Reactive nitrogen species induce nuclear factor-κB-mediated protein degradation in skeletal muscle cells

Abstract

Recently, a role for NF-κB in upregulation of proteolytic systems and protein degradation has emerged. Reactive nitrogen species (RNS) have been demonstrated to induce NF-κB activation. The aim of this study was to investigate whether RNS caused increased proteolysis in skeletal muscle cells, and whether this process was mediated through the activation of NF-κB. Fully differentiated L6 myotubes were treated with NO donor SNAP, peroxynitrite donor SIN-1, and authentic peroxynitrite, in a time-dependent manner. NF-κB activation, the activation of the ubiquitin-proteasome pathway and matrix metalloproteinases, and the levels of muscle-specific proteins (myosin heavy chain and telethonin) were investigated under the conditions of nitrosative stress.

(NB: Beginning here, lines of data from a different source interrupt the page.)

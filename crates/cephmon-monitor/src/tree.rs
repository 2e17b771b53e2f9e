//! Hierarchical metric output of a single poll.
//!
//! The tree is rooted at a cluster name and holds named categories (`mon`,
//! `osd`, `pg`, `pool`, `cluster`, `pool-<name>`, `osd-<id>`), each of which
//! maps metric names to values. Everything is stored in ordered maps, so two
//! trees built from the same input iterate and serialize identically.

use std::collections::BTreeMap;

use chrono::{DateTime, Utc};
use serde::ser::SerializeMap;
use serde::{Serialize, Serializer};

use crate::sample::Sample;

/// Metric name to value within one category.
pub type MetricSet = BTreeMap<String, f64>;

#[derive(Debug, Clone, PartialEq, Default)]
pub struct MetricTree {
    cluster: String,
    categories: BTreeMap<String, MetricSet>,
}

impl MetricTree {
    /// Create an empty tree for `cluster`.
    pub fn new(cluster: impl Into<String>) -> Self {
        Self {
            cluster: cluster.into(),
            categories: BTreeMap::new(),
        }
    }

    /// The root key of the tree (`<prefix>-<cluster>`).
    pub fn cluster(&self) -> &str {
        &self.cluster
    }

    /// Return the named category, creating it empty if necessary.
    pub fn category_mut(&mut self, category: &str) -> &mut MetricSet {
        self.categories.entry(category.to_string()).or_default()
    }

    /// Return the metrics of one category.
    pub fn category(&self, category: &str) -> Option<&MetricSet> {
        self.categories.get(category)
    }

    /// Iterate categories in name order.
    pub fn categories(&self) -> impl Iterator<Item = (&str, &MetricSet)> {
        self.categories.iter().map(|(k, v)| (k.as_str(), v))
    }

    /// Set `category.metric` to `value`, replacing any previous value.
    pub fn set(&mut self, category: &str, metric: &str, value: f64) {
        self.category_mut(category).insert(metric.to_string(), value);
    }

    /// Add `delta` to `category.metric`, starting from zero.
    pub fn add(&mut self, category: &str, metric: &str, delta: f64) {
        *self
            .category_mut(category)
            .entry(metric.to_string())
            .or_insert(0.0) += delta;
    }

    /// Look up a single metric value.
    pub fn get(&self, category: &str, metric: &str) -> Option<f64> {
        self.categories.get(category)?.get(metric).copied()
    }

    pub fn is_empty(&self) -> bool {
        self.categories.is_empty()
    }

    /// Number of leaf values across all categories.
    pub fn len(&self) -> usize {
        self.categories.values().map(BTreeMap::len).sum()
    }

    /// Flatten into samples named `<category>.<metric>`, tagged with the
    /// cluster name and sharing one timestamp.
    pub fn to_samples(&self) -> Vec<Sample> {
        self.to_samples_at(Utc::now())
    }

    /// Flatten the tree into samples sharing one timestamp.
    pub fn to_samples_at(&self, timestamp: DateTime<Utc>) -> Vec<Sample> {
        let mut samples = Vec::with_capacity(self.len());
        for (category, metrics) in &self.categories {
            for (metric, value) in metrics {
                samples.push(
                    Sample::at(format!("{category}.{metric}"), *value, timestamp)
                        .with_tag("cluster", self.cluster.as_str()),
                );
            }
        }
        samples
    }
}

impl Serialize for MetricTree {
    fn serialize<S: Serializer>(&self, serializer: S) -> Result<S::Ok, S::Error> {
        let mut map = serializer.serialize_map(Some(1))?;
        map.serialize_entry(&self.cluster, &self.categories)?;
        map.end()
    }
}
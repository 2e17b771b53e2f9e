//! Logging bootstrap for cephmon binaries.
//!
//! Poll failures are reported through `tracing` with structured fields
//! (`facet`, `kind`, `error`), so operators get the same context whether the
//! output goes to the console, JSON, or a rolling file.

use serde::{Deserialize, Serialize};
use std::path::PathBuf;
use tracing_appender::rolling;
use tracing_subscriber::{fmt, prelude::*, EnvFilter};

/// Re-export tracing macros for convenience.
pub use tracing::{debug, error, info, trace, warn};

#[derive(Debug, thiserror::Error)]
pub enum LogError {
    #[error("failed to create log file appender in {dir}: {source}")]
    Appender {
        dir: PathBuf,
        #[source]
        source: rolling::InitError,
    },

    #[error("unknown log rotation {0:?}, expected hourly, daily or never")]
    Rotation(String),

    #[error("global subscriber already installed: {0}")]
    AlreadyInitialized(String),
}

#[derive(Debug, Clone, PartialEq, Serialize, Deserialize)]
pub struct LogConfig {
    /// Log level filter (trace, debug, info, warn, error). `RUST_LOG` wins
    /// when set.
    #[serde(default = "default_level")]
    pub level: String,

    /// Directory for log files. If None, no file logging.
    #[serde(default)]
    pub log_dir: Option<PathBuf>,

    #[serde(default = "default_prefix")]
    pub file_prefix: String,

    /// Log rotation: "hourly", "daily", "never".
    #[serde(default = "default_rotation")]
    pub rotation: String,

    #[serde(default)]
    pub json_format: bool,

    #[serde(default = "default_true")]
    pub console_output: bool,
}

fn default_level() -> String {
    "info".into()
}

fn default_prefix() -> String {
    "cephmon".into()
}

fn default_rotation() -> String {
    "daily".into()
}

fn default_true() -> bool {
    true
}

impl Default for LogConfig {
    fn default() -> Self {
        LogConfig {
            level: default_level(),
            log_dir: None,
            file_prefix: default_prefix(),
            rotation: default_rotation(),
            json_format: false,
            console_output: true,
        }
    }
}

impl LogConfig {
    /// Parse `rotation` into an appender rotation.
    pub fn rotation(&self) -> Result<rolling::Rotation, LogError> {
        match self.rotation.as_str() {
            "hourly" => Ok(rolling::Rotation::HOURLY),
            "daily" => Ok(rolling::Rotation::DAILY),
            "never" => Ok(rolling::Rotation::NEVER),
            other => Err(LogError::Rotation(other.to_string())),
        }
    }
}

/// Install the global subscriber. Call once at startup and keep the returned
/// guard alive for as long as file logging should keep flushing.
pub fn init_logging(
    config: &LogConfig,
) -> Result<Option<tracing_appender::non_blocking::WorkerGuard>, LogError> {
    let env_filter =
        EnvFilter::try_from_default_env().unwrap_or_else(|_| EnvFilter::new(&config.level));

    let registry = tracing_subscriber::registry().with(env_filter);

    let console_layer: Option<Box<dyn tracing_subscriber::Layer<_> + Send + Sync>> =
        match (config.console_output, config.json_format) {
            (false, _) => None,
            (true, true) => Some(Box::new(fmt::layer().json())),
            (true, false) => Some(Box::new(fmt::layer())),
        };

    let (file_layer, guard): (
        Option<Box<dyn tracing_subscriber::Layer<_> + Send + Sync>>,
        Option<tracing_appender::non_blocking::WorkerGuard>,
    ) = match config.log_dir {
        Some(ref log_dir) => {
            let file_appender = rolling::RollingFileAppender::builder()
                .rotation(config.rotation()?)
                .filename_prefix(&config.file_prefix)
                .filename_suffix("log")
                .build(log_dir)
                .map_err(|source| LogError::Appender {
                    dir: log_dir.clone(),
                    source,
                })?;

            let (non_blocking, guard) = tracing_appender::non_blocking(file_appender);

            let layer: Box<dyn tracing_subscriber::Layer<_> + Send + Sync> = if config.json_format
            {
                Box::new(fmt::layer().json().with_writer(non_blocking))
            } else {
                Box::new(fmt::layer().with_ansi(false).with_writer(non_blocking))
            };

            (Some(layer), Some(guard))
        }
        None => (None, None),
    };

    registry
        .with(console_layer)
        .with(file_layer)
        .try_init()
        .map_err(|e| LogError::AlreadyInitialized(e.to_string()))?;

    Ok(guard)
}

#[cfg(test)]
mod tests {
    use super::*;

    #[test]
    fn test_default_config() {
        let config = LogConfig::default();
        assert_eq!(config.level, "info");
        assert_eq!(config.file_prefix, "cephmon");
        assert!(config.console_output);
        assert!(config.log_dir.is_none());
    }

    #[test]
    fn test_rotation_parsing() {
        let mut config = LogConfig::default();
        assert_eq!(config.rotation().unwrap(), rolling::Rotation::DAILY);
        config.rotation = "hourly".into();
        assert_eq!(config.rotation().unwrap(), rolling::Rotation::HOURLY);
        config.rotation = "weekly".into();
        assert!(matches!(config.rotation(), Err(LogError::Rotation(_))));
    }

    #[test]
    fn test_partial_toml_uses_defaults() {
        let config: LogConfig = toml::from_str("level = \"debug\"\njson_format = true").unwrap();
        assert_eq!(config.level, "debug");
        assert!(config.json_format);
        assert_eq!(config.rotation, "daily");
    }
}
//! Configuration for the collector.
//!
//! Loaded from a TOML file. Every field has a default, so an empty file is a
//! valid configuration that polls the local `ceph` cluster via the admin
//! tool.

use std::collections::BTreeSet;
use std::path::{Path, PathBuf};
use std::time::Duration;

use cephmon_logging::LogConfig;
use serde::{Deserialize, Serialize};

use crate::facet::{ClusterIdentity, Facet};

#[derive(Debug, thiserror::Error)]
pub enum ConfigError {
    #[error("failed to read {path}: {source}")]
    Io {
        path: PathBuf,
        #[source]
        source: std::io::Error,
    },

    #[error("failed to parse config: {0}")]
    Parse(#[from] toml::de::Error),

    #[error("invalid config: {0}")]
    Invalid(String),
}

/// How raw status is acquired. One mode per collector instance.
#[derive(Debug, Clone, PartialEq, Eq, Serialize, Deserialize)]
#[serde(tag = "mode", rename_all = "lowercase")]
pub enum SourceConfig {
    /// Run the admin tool locally.
    Tool {
        #[serde(default = "default_binary")]
        binary: PathBuf,
        /// Extra arguments placed before the subcommand (`--id`, `--keyring`).
        #[serde(default)]
        extra_args: Vec<String>,
    },
    /// Query the REST status API.
    Rest {
        host: String,
        #[serde(default = "default_rest_port")]
        port: u16,
    },
}

impl Default for SourceConfig {
    fn default() -> Self {
        SourceConfig::Tool {
            binary: default_binary(),
            extra_args: Vec::new(),
        }
    }
}

#[derive(Debug, Clone, PartialEq, Serialize, Deserialize)]
pub struct CollectorConfig {
    /// Cluster name passed to the admin tool and used in metric names.
    #[serde(default = "default_cluster")]
    pub cluster: String,

    /// Metric prefix; the tree root is `<prefix>-<cluster>`.
    #[serde(default = "default_prefix")]
    pub prefix: String,

    #[serde(default = "default_interval")]
    pub interval_secs: u64,

    /// Upper bound for a single tool run or HTTP request.
    #[serde(default = "default_timeout")]
    pub timeout_secs: u64,

    #[serde(default = "default_facets")]
    pub facets: Vec<Facet>,

    /// Dispatch backend: "log" or "file".
    #[serde(default = "default_reporter_type")]
    pub reporter_type: String,

    /// Output path for the "file" reporter.
    #[serde(default = "default_export_path")]
    pub export_path: PathBuf,

    /// Metrics (`<category>.<metric>`) dropped before dispatch.
    #[serde(default)]
    pub blacklisted_metric_names: BTreeSet<String>,

    #[serde(default)]
    pub source: SourceConfig,

    #[serde(default)]
    pub log: LogConfig,
}

fn default_binary() -> PathBuf {
    PathBuf::from("ceph")
}

fn default_rest_port() -> u16 {
    5000
}

fn default_cluster() -> String {
    "ceph".to_string()
}

fn default_prefix() -> String {
    "ceph".to_string()
}

fn default_interval() -> u64 {
    60
}

fn default_timeout() -> u64 {
    30
}

fn default_facets() -> Vec<Facet> {
    Facet::ALL.to_vec()
}

fn default_reporter_type() -> String {
    "log".to_string()
}

fn default_export_path() -> PathBuf {
    PathBuf::from("./cephmon-metrics.jsonl")
}

impl Default for CollectorConfig {
    fn default() -> Self {
        Self {
            cluster: default_cluster(),
            prefix: default_prefix(),
            interval_secs: default_interval(),
            timeout_secs: default_timeout(),
            facets: default_facets(),
            reporter_type: default_reporter_type(),
            export_path: default_export_path(),
            blacklisted_metric_names: BTreeSet::new(),
            source: SourceConfig::default(),
            log: LogConfig::default(),
        }
    }
}

impl CollectorConfig {
    /// Load and validate a TOML config file.
    pub fn load(path: impl AsRef<Path>) -> Result<Self, ConfigError> {
        let path = path.as_ref();
        let content = std::fs::read_to_string(path).map_err(|source| ConfigError::Io {
            path: path.to_path_buf(),
            source,
        })?;
        let config = Self::from_toml(&content)?;
        tracing::info!(path = %path.display(), cluster = %config.cluster, "Loaded collector config");
        Ok(config)
    }

    /// Parse and validate a TOML document.
    pub fn from_toml(content: &str) -> Result<Self, ConfigError> {
        let config: Self = toml::from_str(content)?;
        config.validate()?;
        Ok(config)
    }

    /// Reject configs the collector cannot run with.
    pub fn validate(&self) -> Result<(), ConfigError> {
        let invalid = |msg: &str| Err(ConfigError::Invalid(msg.to_string()));

        if self.cluster.is_empty() {
            return invalid("cluster must not be empty");
        }
        if self.prefix.is_empty() {
            return invalid("prefix must not be empty");
        }
        if self.interval_secs == 0 {
            return invalid("interval_secs must be positive");
        }
        if self.timeout_secs == 0 {
            return invalid("timeout_secs must be positive");
        }
        if self.facets.is_empty() {
            return invalid("at least one facet must be enabled");
        }
        if !matches!(self.reporter_type.as_str(), "log" | "file") {
            return Err(ConfigError::Invalid(format!(
                "unknown reporter_type {:?}, expected \"log\" or \"file\"",
                self.reporter_type
            )));
        }
        if let SourceConfig::Rest { host, .. } = &self.source {
            if host.is_empty() {
                return invalid("rest source needs a host");
            }
        }
        Ok(())
    }

    /// Return the cluster identity samples are tagged with.
    pub fn identity(&self) -> ClusterIdentity {
        ClusterIdentity::new(&self.prefix, &self.cluster)
    }

    /// Return the poll interval.
    pub fn interval(&self) -> Duration {
        Duration::from_secs(self.interval_secs)
    }

    /// Return the per-query timeout.
    pub fn timeout(&self) -> Duration {
        Duration::from_secs(self.timeout_secs)
    }
}
use std::path::PathBuf;
use std::sync::Arc;

use anyhow::Context;
use clap::Parser;
use tokio::sync::watch;

use cephmon_collector::{exporter, Collector, CollectorConfig, Facet, Runner};

/// Ceph cluster status collector
#[derive(Parser, Debug)]
#[command(name = "cephmon-collector", version, about)]
struct Args {
    /// Path to configuration file
    #[arg(short, long, default_value = "cephmon-collector.toml")]
    config: PathBuf,

    /// Dump default configuration and exit
    #[arg(long)]
    dump_default_config: bool,

    /// Poll every facet once, print the metric trees as JSON and exit
    #[arg(long)]
    once: bool,

    /// Override the configured facets (comma separated: mon,osd,pg,pool)
    #[arg(long, value_delimiter = ',')]
    facets: Option<Vec<Facet>>,
}

#[tokio::main]
async fn main() -> anyhow::Result<()> {
    let args = Args::parse();

    if args.dump_default_config {
        print!("{}", toml::to_string_pretty(&CollectorConfig::default())?);
        return Ok(());
    }

    let mut config = CollectorConfig::load(&args.config)
        .with_context(|| format!("loading {}", args.config.display()))?;
    if let Some(facets) = args.facets {
        config.facets = facets;
        config.validate()?;
    }

    let _guard = cephmon_logging::init_logging(&config.log)?;

    let collector = Arc::new(Collector::from_config(&config)?);

    if args.once {
        return poll_once(&collector, &config.facets).await;
    }

    tracing::info!(
        cluster = %config.cluster,
        facets = ?config.facets,
        interval = ?config.interval(),
        "Starting Ceph status collector"
    );

    let runner = Runner::new(collector, exporter::from_config(&config), &config);
    let (shutdown_tx, shutdown_rx) = watch::channel(false);
    let handle = runner.spawn(shutdown_rx);

    wait_for_shutdown_signal().await;
    tracing::info!("Ceph status collector shutting down");
    let _ = shutdown_tx.send(true);
    handle.await?;

    Ok(())
}

async fn poll_once(collector: &Collector, facets: &[Facet]) -> anyhow::Result<()> {
    let mut failed = Vec::new();
    for (facet, tree) in collector.poll_all(facets).await {
        match tree {
            Some(tree) => println!("{}", serde_json::to_string_pretty(&tree)?),
            None => failed.push(facet),
        }
    }
    if failed.is_empty() {
        Ok(())
    } else {
        anyhow::bail!("polling failed for {failed:?}")
    }
}

/// Wait for CTRL+C or SIGTERM.
async fn wait_for_shutdown_signal() {
    let mut sigterm =
        match tokio::signal::unix::signal(tokio::signal::unix::SignalKind::terminate()) {
            Ok(sigterm) => sigterm,
            Err(e) => {
                tracing::warn!(error = %e, "failed to register SIGTERM handler");
                let _ = tokio::signal::ctrl_c().await;
                return;
            }
        };
    tokio::select! {
        _ = tokio::signal::ctrl_c() => { tracing::info!("Received CTRL+C"); }
        _ = sigterm.recv() => { tracing::info!("Received SIGTERM"); }
    }
}
//! Poll failure taxonomy.
//!
//! Every variant is scoped to one facet and one poll: the collector logs it
//! and emits nothing for that facet until the next interval.

use std::time::Duration;

use crate::facet::Query;

#[derive(Debug, thiserror::Error)]
pub enum CollectError {
    /// The admin tool could not be run, exited nonzero, timed out, or
    /// printed something that is not JSON.
    #[error("`{command}` failed: {reason}")]
    ToolInvocation { command: String, reason: String },

    /// The REST endpoint was unreachable, timed out, or answered with a
    /// non-2xx status or a non-JSON body.
    #[error("GET {url} failed: {reason}")]
    Http { url: String, reason: String },

    /// The payload decoded to nothing.
    #[error("`{query}` returned an empty payload")]
    EmptyPayload { query: Query },

    /// A required top-level field is missing or has the wrong shape.
    #[error("`{query}` payload is malformed: {reason}")]
    Schema { query: Query, reason: String },
}

impl CollectError {
    pub(crate) fn tool(command: impl Into<String>, reason: impl Into<String>) -> Self {
        CollectError::ToolInvocation {
            command: command.into(),
            reason: reason.into(),
        }
    }

    pub(crate) fn http(url: impl Into<String>, reason: impl ToString) -> Self {
        CollectError::Http {
            url: url.into(),
            reason: reason.to_string(),
        }
    }

    pub(crate) fn schema(query: Query, reason: impl Into<String>) -> Self {
        CollectError::Schema {
            query,
            reason: reason.into(),
        }
    }

    pub(crate) fn timed_out(timeout: Duration) -> String {
        format!("timed out after {timeout:?}")
    }

    /// Taxonomy name used in logs.
    pub fn kind(&self) -> &'static str {
        match self {
            CollectError::ToolInvocation { .. } => "ToolInvocationError",
            CollectError::Http { .. } => "HttpError",
            CollectError::EmptyPayload { .. } => "EmptyPayloadError",
            CollectError::Schema { .. } => "SchemaError",
        }
    }
}

pub type CollectResult<T> = std::result::Result<T, CollectError>;

#[cfg(test)]
mod tests {
    use super::*;

    #[test]
    fn test_kind_names() {
        assert_eq!(CollectError::tool("ceph df", "exit 1").kind(), "ToolInvocationError");
        assert_eq!(CollectError::http("http://x", "500").kind(), "HttpError");
        assert_eq!(
            CollectError::EmptyPayload { query: Query::Df }.kind(),
            "EmptyPayloadError"
        );
        assert_eq!(CollectError::schema(Query::Df, "no stats").kind(), "SchemaError");
    }

    #[test]
    fn test_messages_carry_context() {
        let err = CollectError::schema(Query::OsdDump, "missing `pools`");
        assert_eq!(err.to_string(), "`osd dump` payload is malformed: missing `pools`");

        let err = CollectError::EmptyPayload { query: Query::MonDump };
        assert_eq!(err.to_string(), "`mon dump` returned an empty payload");
    }
}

RNS donors caused NF-κB activation and increased activation of proteolytic systems, as well as the degradation of muscle-specific proteins. Antioxidant treatment, tyrosine nitration inhibition, and NF-κB molecular inhibition were proven effective in downregulation of NF-κB activation and slowing down the degradation of muscle-specific proteins. Peroxynitrite, but not NO, causes proteolytic system activation and the degradation of muscle-specific proteins in cultured myotubes, mediated through NF-κB. NF-κB inhibition by antioxidants, tyrosine nitration, and molecular inhibitors may be beneficial for decreasing the extent of muscle damage induced by RNS.